__TASK STATEMENT__
Set down exactly the entries below, beginning at their first line and ending at the line with "use crate::storage::listing::list_containers;".

__INPUT DATA__
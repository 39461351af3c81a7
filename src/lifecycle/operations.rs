//! Container lifecycle operations
//!
//! Every operation takes the account-level service explicitly, checks the
//! response for an error code, and logs only once the call has succeeded.
//! Failures propagate unchanged; nothing is retried or rolled back.

use crate::error::{LifecycleError, Result};
use crate::storage::client::{ContainerClient, ContainerClientExt};
use crate::storage::listing::list_containers;
use crate::storage::models::{ListContainersOptions, PublicAccessLevel, UndeleteRequest};
use crate::storage::service::ContainerService;
use crate::utils::naming::validate_container_name;
use futures::TryStreamExt;
use std::sync::Arc;
use tracing::{debug, info};

/// Create a container with container-level public access and log its last-modified time
pub async fn create_container(
    service: &Arc<dyn ContainerService>,
    name: &str,
) -> Result<ContainerClient> {
    validate_container_name(name)?;

    service
        .create_container(name, PublicAccessLevel::Container)
        .await?
        .ensure_success("create container")?;

    let container_client = service.container_client(name);
    let properties = container_client.get_properties().await?;
    info!(container = name, "{} lastModified: {}", name, properties.last_modified);

    Ok(container_client)
}

/// Delete a container through the account-level client
pub async fn delete_container_immediately(
    service: &Arc<dyn ContainerService>,
    name: &str,
) -> Result<()> {
    service
        .delete_container(name)
        .await?
        .ensure_success("delete container")?;

    info!(container = name, "deleted {} container", name);
    Ok(())
}

/// Delete a container through its own client; the service soft-deletes it
pub async fn delete_container_soft(container_client: &ContainerClient) -> Result<()> {
    container_client
        .delete()
        .await?
        .ensure_success("delete container")?;

    info!(container = container_client.name(), "deleted {} container", container_client.name());
    Ok(())
}

/// Delete every live container whose name starts with `prefix`.
///
/// Enumeration and deletion interleave one entry at a time. Returns the
/// deleted names in enumeration order.
pub async fn delete_containers_with_prefix(
    service: &Arc<dyn ContainerService>,
    prefix: &str,
) -> Result<Vec<String>> {
    let options = ListContainersOptions {
        prefix: Some(prefix.to_string()),
        include_deleted: false,
        include_metadata: false,
        include_system: true,
        max_results: None,
    };

    let mut containers = list_containers(Arc::clone(service), options);
    let mut deleted = Vec::new();

    while let Some(item) = containers.try_next().await? {
        let container_client = service.container_client(&item.name);
        container_client
            .delete()
            .await?
            .ensure_success("delete container")?;

        info!(container = %item.name, "deleted {} container", item.name);
        deleted.push(item.name);
    }

    Ok(deleted)
}

/// Find the most recent soft-deleted version of `name`.
///
/// Deleted versions of one name are listed in ascending order, so the last
/// match wins.
pub async fn latest_deleted_version(
    service: &Arc<dyn ContainerService>,
    name: &str,
) -> Result<Option<String>> {
    let options = ListContainersOptions {
        prefix: Some(name.to_string()),
        include_deleted: true,
        ..Default::default()
    };

    let mut containers = list_containers(Arc::clone(service), options);
    let mut latest = None;

    while let Some(item) = containers.try_next().await? {
        if item.name != name || !item.deleted {
            continue;
        }
        if let Some(version) = item.version {
            debug!(container = name, version = %version, "Found deleted version");
            latest = Some(version);
        }
    }

    Ok(latest)
}

/// Restore the most recent soft-deleted version of `name`, optionally under `new_name`.
///
/// Fails with [`LifecycleError::DeletedVersionNotFound`] without calling the
/// service when no deleted version exists.
pub async fn undelete_container(
    service: &Arc<dyn ContainerService>,
    name: &str,
    new_name: Option<&str>,
) -> Result<ContainerClient> {
    if let Some(new_name) = new_name {
        validate_container_name(new_name)?;
    }

    let version = latest_deleted_version(service, name)
        .await?
        .ok_or_else(|| LifecycleError::deleted_version_not_found(name))?;

    let request = UndeleteRequest {
        deleted_name: name.to_string(),
        deleted_version: version,
        new_name: new_name.map(str::to_string),
    };

    service
        .undelete_container(&request)
        .await?
        .ensure_success("undelete container")?;
    info!(container = name, version = %request.deleted_version, "{} is undeleted", name);

    let target = request.target_name();
    let container_client = service.container_client(target);
    let properties = container_client.get_properties().await?;
    info!(container = target, "{} lastModified: {}", target, properties.last_modified);

    Ok(container_client)
}

#[cfg(test)]
mod tests {
    use super::*;
    use crate::storage::models::*;
    use crate::storage::service::MockContainerService;
    use chrono::{TimeZone, Utc};
    use mockall::predicate::eq;
    use mockall::Sequence;
    use std::sync::Mutex;

    fn properties(name: &str) -> ContainerProperties {
        ContainerProperties {
            name: name.to_string(),
            last_modified: Utc.with_ymd_and_hms(2026, 10, 19, 10, 0, 0).unwrap(),
            etag: Some("\"0x8DE0F1A2B3C4D5E\"".to_string()),
            public_access: PublicAccessLevel::Container,
        }
    }

    fn into_service(mock: MockContainerService) -> Arc<dyn ContainerService> {
        Arc::new(mock)
    }

    #[tokio::test]
    async fn test_create_container_requests_container_access() {
        let mut mock = MockContainerService::new();
        mock.expect_create_container()
            .with(eq("demo-1"), eq(PublicAccessLevel::Container))
            .times(1)
            .returning(|_, _| Ok(ServiceResponse::ok()));
        mock.expect_get_container_properties()
            .with(eq("demo-1"))
            .times(1)
            .returning(|name| Ok(properties(name)));

        let client = create_container(&into_service(mock), "demo-1").await.unwrap();
        assert_eq!(client.name(), "demo-1");
    }

    #[tokio::test]
    async fn test_create_container_error_code_skips_properties() {
        let mut mock = MockContainerService::new();
        mock.expect_create_container()
            .returning(|_, _| Ok(ServiceResponse::with_error_code("ContainerAlreadyExists")));
        mock.expect_get_container_properties().never();

        let err = create_container(&into_service(mock), "demo-1").await.unwrap_err();
        assert_eq!(err.error_code(), Some("ContainerAlreadyExists"));
    }

    #[tokio::test]
    async fn test_create_container_rejects_invalid_name() {
        let mut mock = MockContainerService::new();
        mock.expect_create_container().never();

        let err = create_container(&into_service(mock), "Not_Valid").await.unwrap_err();
        assert!(matches!(err, LifecycleError::InvalidContainerName { .. }));
    }

    #[tokio::test]
    async fn test_delete_container_immediately() {
        let mut mock = MockContainerService::new();
        mock.expect_delete_container()
            .with(eq("demo-1"))
            .times(1)
            .returning(|_| Ok(ServiceResponse::ok()));

        delete_container_immediately(&into_service(mock), "demo-1").await.unwrap();
    }

    #[tokio::test]
    async fn test_delete_container_soft_uses_client_name() {
        let mut mock = MockContainerService::new();
        mock.expect_delete_container()
            .with(eq("demo-2"))
            .times(1)
            .returning(|_| Ok(ServiceResponse::ok()));

        let service = into_service(mock);
        let client = service.container_client("demo-2");
        delete_container_soft(&client).await.unwrap();
    }

    #[tokio::test]
    async fn test_delete_with_prefix_deletes_each_entry_in_order() {
        let mut mock = MockContainerService::new();
        let mut seq = Sequence::new();

        mock.expect_list_containers()
            .withf(|options, marker| {
                options.prefix.as_deref() == Some("demo")
                    && !options.include_deleted
                    && !options.include_metadata
                    && options.include_system
                    && marker.is_none()
            })
            .times(1)
            .in_sequence(&mut seq)
            .returning(|_, _| {
                Ok(ContainerPage {
                    items: vec![
                        ContainerItem::active("a"),
                        ContainerItem::active("b"),
                        ContainerItem::active("c"),
                    ],
                    next_marker: None,
                })
            });
        for name in ["a", "b", "c"] {
            mock.expect_delete_container()
                .with(eq(name))
                .times(1)
                .in_sequence(&mut seq)
                .returning(|_| Ok(ServiceResponse::ok()));
        }

        let deleted = delete_containers_with_prefix(&into_service(mock), "demo").await.unwrap();
        assert_eq!(deleted, vec!["a", "b", "c"]);
    }

    #[tokio::test]
    async fn test_delete_with_prefix_interleaves_pages_and_deletes() {
        let calls = Arc::new(Mutex::new(Vec::new()));
        let mut mock = MockContainerService::new();

        let log = Arc::clone(&calls);
        mock.expect_list_containers().returning(move |_, marker| {
            log.lock().unwrap().push(format!("list {marker:?}"));
            Ok(match marker {
                None => ContainerPage {
                    items: vec![ContainerItem::active("a")],
                    next_marker: Some("m1".to_string()),
                },
                Some(_) => ContainerPage {
                    items: vec![ContainerItem::active("b")],
                    next_marker: None,
                },
            })
        });
        let log = Arc::clone(&calls);
        mock.expect_delete_container().returning(move |name| {
            log.lock().unwrap().push(format!("delete {name}"));
            Ok(ServiceResponse::ok())
        });

        delete_containers_with_prefix(&into_service(mock), "demo").await.unwrap();

        assert_eq!(
            *calls.lock().unwrap(),
            vec!["list None", "delete a", "list Some(\"m1\")", "delete b"]
        );
    }

    #[tokio::test]
    async fn test_delete_with_prefix_stops_at_first_failure() {
        let mut mock = MockContainerService::new();
        mock.expect_list_containers().returning(|_, _| {
            Ok(ContainerPage {
                items: vec![ContainerItem::active("a"), ContainerItem::active("b")],
                next_marker: None,
            })
        });
        mock.expect_delete_container()
            .with(eq("a"))
            .times(1)
            .returning(|_| Ok(ServiceResponse::with_error_code("LeaseIdMissing")));
        mock.expect_delete_container().with(eq("b")).never();

        let err = delete_containers_with_prefix(&into_service(mock), "demo")
            .await
            .unwrap_err();
        assert_eq!(err.error_code(), Some("LeaseIdMissing"));
    }

    #[tokio::test]
    async fn test_undelete_uses_most_recent_version() {
        let mut mock = MockContainerService::new();
        mock.expect_list_containers()
            .withf(|options, _| options.include_deleted && options.prefix.as_deref() == Some("demo-1"))
            .returning(|_, _| {
                Ok(ContainerPage {
                    items: vec![
                        ContainerItem::deleted("demo-1", "v1"),
                        ContainerItem::deleted("demo-1", "v2"),
                        // Same prefix, different name
                        ContainerItem::deleted("demo-10", "v3"),
                    ],
                    next_marker: None,
                })
            });
        mock.expect_undelete_container()
            .withf(|request| {
                request.deleted_name == "demo-1"
                    && request.deleted_version == "v2"
                    && request.new_name.is_none()
            })
            .times(1)
            .returning(|_| Ok(ServiceResponse::ok()));
        mock.expect_get_container_properties()
            .with(eq("demo-1"))
            .times(1)
            .returning(|name| Ok(properties(name)));

        let client = undelete_container(&into_service(mock), "demo-1", None).await.unwrap();
        assert_eq!(client.name(), "demo-1");
    }

    #[tokio::test]
    async fn test_undelete_ignores_live_container_with_same_name() {
        let mut mock = MockContainerService::new();
        mock.expect_list_containers().returning(|_, _| {
            Ok(ContainerPage {
                items: vec![
                    ContainerItem::deleted("demo-1", "v1"),
                    ContainerItem::active("demo-1"),
                ],
                next_marker: None,
            })
        });
        mock.expect_undelete_container()
            .withf(|request| request.deleted_version == "v1")
            .times(1)
            .returning(|_| Ok(ServiceResponse::ok()));
        mock.expect_get_container_properties()
            .returning(|name| Ok(properties(name)));

        undelete_container(&into_service(mock), "demo-1", None).await.unwrap();
    }

    #[tokio::test]
    async fn test_undelete_without_deleted_version_fails_fast() {
        let mut mock = MockContainerService::new();
        mock.expect_list_containers()
            .returning(|_, _| Ok(ContainerPage::default()));
        mock.expect_undelete_container().never();

        let err = undelete_container(&into_service(mock), "demo-1", None)
            .await
            .unwrap_err();
        assert!(matches!(err, LifecycleError::DeletedVersionNotFound { ref name } if name == "demo-1"));
    }

    #[tokio::test]
    async fn test_undelete_under_new_name() {
        let mut mock = MockContainerService::new();
        mock.expect_list_containers().returning(|_, _| {
            Ok(ContainerPage {
                items: vec![ContainerItem::deleted("demo-1", "v1")],
                next_marker: None,
            })
        });
        mock.expect_undelete_container()
            .withf(|request| request.target_name() == "demo-restored")
            .times(1)
            .returning(|_| Ok(ServiceResponse::ok()));
        mock.expect_get_container_properties()
            .with(eq("demo-restored"))
            .times(1)
            .returning(|name| Ok(properties(name)));

        let client = undelete_container(&into_service(mock), "demo-1", Some("demo-restored"))
            .await
            .unwrap();
        assert_eq!(client.name(), "demo-restored");
    }

    #[tokio::test]
    async fn test_undelete_error_code_skips_properties() {
        let mut mock = MockContainerService::new();
        mock.expect_list_containers().returning(|_, _| {
            Ok(ContainerPage {
                items: vec![ContainerItem::deleted("demo-1", "v1")],
                next_marker: None,
            })
        });
        mock.expect_undelete_container()
            .returning(|_| Ok(ServiceResponse::with_error_code("ContainerAlreadyExists")));
        mock.expect_get_container_properties().never();

        let err = undelete_container(&into_service(mock), "demo-1", None)
            .await
            .unwrap_err();
        assert_eq!(err.error_code(), Some("ContainerAlreadyExists"));
    }
}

__WORKED SOLUTION__
repository 39461351af3c81a7
filename src/lifecycle/operations.rs
//! Container lifecycle operations
//!
//! Every operation takes the account-level service explicitly, checks the
//! response for an error code, and logs only once the call has succeeded.
//! Failures propagate unchanged; nothing is retried or rolled back.

use crate::error::{LifecycleError, Result};
use crate::storage::client::{ContainerClient, ContainerClientExt};
use crate::storage::listing::list_containers;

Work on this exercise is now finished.